Comparisons of the silver-medal millionaires are presented in Table 1.2.
Gold-Medal Millionaires ($3 Million+)
The three highest-ranked multimillionaires profiled in this book, those having $3 million and above, are identified as gold-medal millionaires. Ken and Mary Blackberry, Peter and Betty Moto, and Jack and Cindy Palm achieve the impressive rank of gold-medal millionaires through entirely different avenues of wealth appreciation.
The Blackberrys, fired from their management positions at Enron, were able to finance their mid-career job changes due to the $700,000 net proceeds from the sale of their expensive Houston home. They made an important tactical decision: they relocated to the less expensive city of Austin and chose to buy a smaller home, placing $500,000 of their $700,000 home profit in an investment account, which grew substantially, together with their employer-matched contributions from their second career jobs.

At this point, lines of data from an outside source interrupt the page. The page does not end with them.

//! Application layer — port trait definitions and use-case orchestration.
//!
//! This module depends only on `crate::domain` — never on `crate::infra`,
//! `crate::commands`, or `crate::output`.

pub mod ports;
pub mod services;

pub use ports::{
    ApplicationApi, ArchiveBuilder, ArchiveRequest, ArchiveSummary, CommandRunner, ConfigStore,
    EnvironmentApi, ObjectStore, PlatformApi, ProgressReporter, VersionApi,
};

Peter and Betty Moto benefited from the generous stock options Peter received as a biotech executive. Those options, together with the $1.4 million net profit of their home, helped compensate for the $500,000 medical costs they paid to support their son's multiyear recovery from a near-fatal car accident. Peter Moto's willingness to work beyond his early expected retirement provided additional income that enabled them to enjoy a comfortable, though delayed, retirement in Sedona, Arizona.

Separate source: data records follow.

//! Output formatting module

pub mod human;
pub mod json;
pub mod progress;
pub mod reporter;
pub mod styles;

use anyhow::Result;
use console::Term;
use ebdeploy_common::EnvironmentDescription;
use owo_colors::OwoColorize as _;

pub use human::HumanRenderer;
pub use json::JsonRenderer;
pub use reporter::TerminalReporter;
pub use styles::Styles;

use crate::application::services::deploy::DeployOutcome;
use crate::application::services::environments::InitOutcome;

/// Output context carrying styling and terminal state.
pub struct OutputContext {
    /// Stylesheet for colored output.
    pub styles: Styles,
    /// Whether stdout is a TTY.
    pub is_tty: bool,
    /// Whether to suppress non-error output.
    pub quiet: bool,
}

impl OutputContext {
    /// Create output context based on CLI flags and environment.
    #[must_use]
    pub fn new(no_color: bool, quiet: bool) -> Self {
        let is_tty = Term::stdout().is_term();
        let use_colors = !no_color && is_tty && std::env::var("NO_COLOR").is_err();

        let mut styles = Styles::default();
        if use_colors {
            styles.colorize();
        }

        Self {
            styles,
            is_tty,
            quiet,
        }
    }

    /// Check if progress indicators should be shown.
    #[must_use]
    pub fn show_progress(&self) -> bool {
        self.is_tty && !self.quiet
    }

    /// Print a success message prefixed with `✓`. Suppressed when `quiet`.
    pub fn success(&self, msg: &str) {
        if !self.quiet {
            println!("  {} {msg}", "✓".style(self.styles.success));
        }
    }

    /// Print a warning message prefixed with `⚠`. Suppressed when `quiet`.
    pub fn warn(&self, msg: &str) {
        if !self.quiet {
            println!("  {} {msg}", "⚠".style(self.styles.warning));
        }
    }

    /// Print an info message prefixed with `ℹ`. Suppressed when `quiet`.
    pub fn info(&self, msg: &str) {
        if !self.quiet {
            println!("  {} {msg}", "ℹ".style(self.styles.info));
        }
    }

    /// Print a section header. Suppressed when `quiet`.
    pub fn header(&self, msg: &str) {
        if !self.quiet {
            println!("  {}", msg.style(self.styles.header));
        }
    }

    /// Print a key-value pair with the key dimmed. Suppressed when `quiet`.
    pub fn kv(&self, key: &str, value: &str) {
        if !self.quiet {
            println!("  {}  {value}", key.style(self.styles.dim));
        }
    }
}

/// Human or JSON rendering, chosen once per run.
pub enum Renderer<'a> {
    Human(HumanRenderer<'a>),
    Json(JsonRenderer),
}

impl Renderer<'_> {
    /// # Errors
    ///
    /// Returns an error if JSON serialization fails.
    pub fn render_version(&self, version: &str) -> Result<()> {
        match self {
            Self::Human(r) => {
                r.render_version(version);
                Ok(())
            }
            Self::Json(_) => JsonRenderer::render_version(version),
        }
    }

    /// # Errors
    ///
    /// Returns an error if JSON serialization fails.
    pub fn render_environments(&self, environments: &[EnvironmentDescription]) -> Result<()> {
        match self {
            Self::Human(r) => {
                r.render_environments(environments);
                Ok(())
            }
            Self::Json(_) => JsonRenderer::render_environments(environments),
        }
    }

    /// # Errors
    ///
    /// Returns an error if JSON serialization fails.
    pub fn render_stacks(&self, stacks: &[String]) -> Result<()> {
        match self {
            Self::Human(r) => {
                r.render_stacks(stacks);
                Ok(())
            }
            Self::Json(_) => JsonRenderer::render_stacks(stacks),
        }
    }

    /// # Errors
    ///
    /// Returns an error if JSON serialization fails.
    pub fn render_deploy(&self, outcome: &DeployOutcome) -> Result<()> {
        match self {
            Self::Human(r) => {
                r.render_deploy(outcome);
                Ok(())
            }
            Self::Json(_) => JsonRenderer::render_deploy(outcome),
        }
    }

    /// # Errors
    ///
    /// Returns an error if JSON serialization fails.
    pub fn render_init(&self, application: &str, outcome: &InitOutcome) -> Result<()> {
        match self {
            Self::Human(r) => {
                r.render_init(application, outcome);
                Ok(())
            }
            Self::Json(_) => JsonRenderer::render_init(application, outcome),
        }
    }

    /// Render the names a command acted on, under `key` in JSON mode.
    ///
    /// # Errors
    ///
    /// Returns an error if JSON serialization fails.
    pub fn render_names(&self, key: &str, summary: &str, names: &[String]) -> Result<()> {
        match self {
            Self::Human(r) => {
                r.render_names(summary, names);
                Ok(())
            }
            Self::Json(_) => JsonRenderer::render_names(key, names),
        }
    }
}
//! `ebdeploy init` — create the application and any missing environments.

use anyhow::Result;
use clap::Args;

use crate::app::{AppContext, WaitArgs};
use crate::application::services::environments::init;
use crate::commands::EnvironmentArgs;

/// Arguments for the init command.
#[derive(Args, Debug, Clone)]
pub struct InitArgs {
    #[command(flatten)]
    pub environments: EnvironmentArgs,

    #[command(flatten)]
    pub wait: WaitArgs,
}

/// Run `ebdeploy init`.
///
/// # Errors
///
/// Returns an error if the config is invalid or a platform call fails.
pub async fn run(app: &AppContext, args: &InitArgs) -> Result<()> {
    let session = app.session()?;
    let application = session.application();
    let targets = session
        .config
        .environments(&args.environments.environments)?;

    let outcome = init(
        &session.aws,
        &app.reporter(),
        application,
        session.config.app.description.as_deref(),
        &targets,
        args.wait.options().as_ref(),
    )
    .await?;
    app.renderer().render_init(application, &outcome)
}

The Palms' route to gold-medal status was based on Jack Palm's employment in two pre-IPO Silicon Valley companies that netted him significant options when they both went public. The appreciation of those options served as the basis of his personal wealth.

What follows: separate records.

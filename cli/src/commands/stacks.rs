//! `ebdeploy list-solution-stacks`

use anyhow::{Context, Result};

use crate::app::AppContext;
use crate::application::ports::ApplicationApi;
use crate::output::progress;

/// Run `ebdeploy list-solution-stacks`.
///
/// # Errors
///
/// Returns an error if the config is invalid or the platform call fails.
pub async fn run(app: &AppContext) -> Result<()> {
    let session = app.session()?;

    let pb = app
        .output
        .show_progress()
        .then(|| progress::spinner("Fetching solution stacks..."));
    let stacks = session
        .aws
        .list_available_solution_stacks()
        .await
        .context("listing solution stacks");
    if let Some(pb) = &pb {
        match &stacks {
            Ok(list) => progress::finish_ok(pb, &format!("{} solution stacks", list.len())),
            Err(_) => progress::finish_error(pb, "Failed to fetch solution stacks"),
        }
    }
    app.renderer().render_stacks(&stacks?)
}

Jack regrets that soon after his second company went public, he lost his well-compensated position, due to offshoring the functions to India. Jack was unable to secure a similar position in the industry, despite his credentials and active career search spanning a period of three years. He suffered three years of unemployment before taking a job at a salary of $160,000, but with an employer-matched savings program. The Palms are on the road to recovery!
See Table 1.3 to review the Gold-Medal Millionaires. See Table 1.4 for a summary of all three classifications.
Do You Really Need a Million Dollars?
Absolutely! A million-dollar lifestyle in 2007 is not a portrayal of a life of greed and wanton excess. Rather, it affords an individual or couple a reasonable lifestyle where they are financially independent and empowered to achieve their life goals. Recognizing the responsibilities of the club-sandwich generation and extended longevity of most Americans, achieving a millionaire or multimillionaire status simply helps ensure that your retirement will be characterized by comfort and security.
Fill in the blanks in Table 1.5. How many of the items have the power to erode your financial security? Total the costs associated with your selection. Note the difference between one-time costs and ongoing expenses.
Do your potential expenses surprise you? Whether you are beginning your pursuit of $1 million status, have achieved a seven-figure net worth, or are strategizing to leverage your multimillionaire status to further wealth increases, you may not have anticipated how quickly your million dollars will be spent on these nonbudgeted items, many of which are not within your control.
Advanced planning can substantially reduce many of these costs. The advice in this book and its accompanying Life Calculator software could save readers as much as $250,000, if you are responsive to the information and take the necessary action to mitigate against potential costs. See Table 1.6.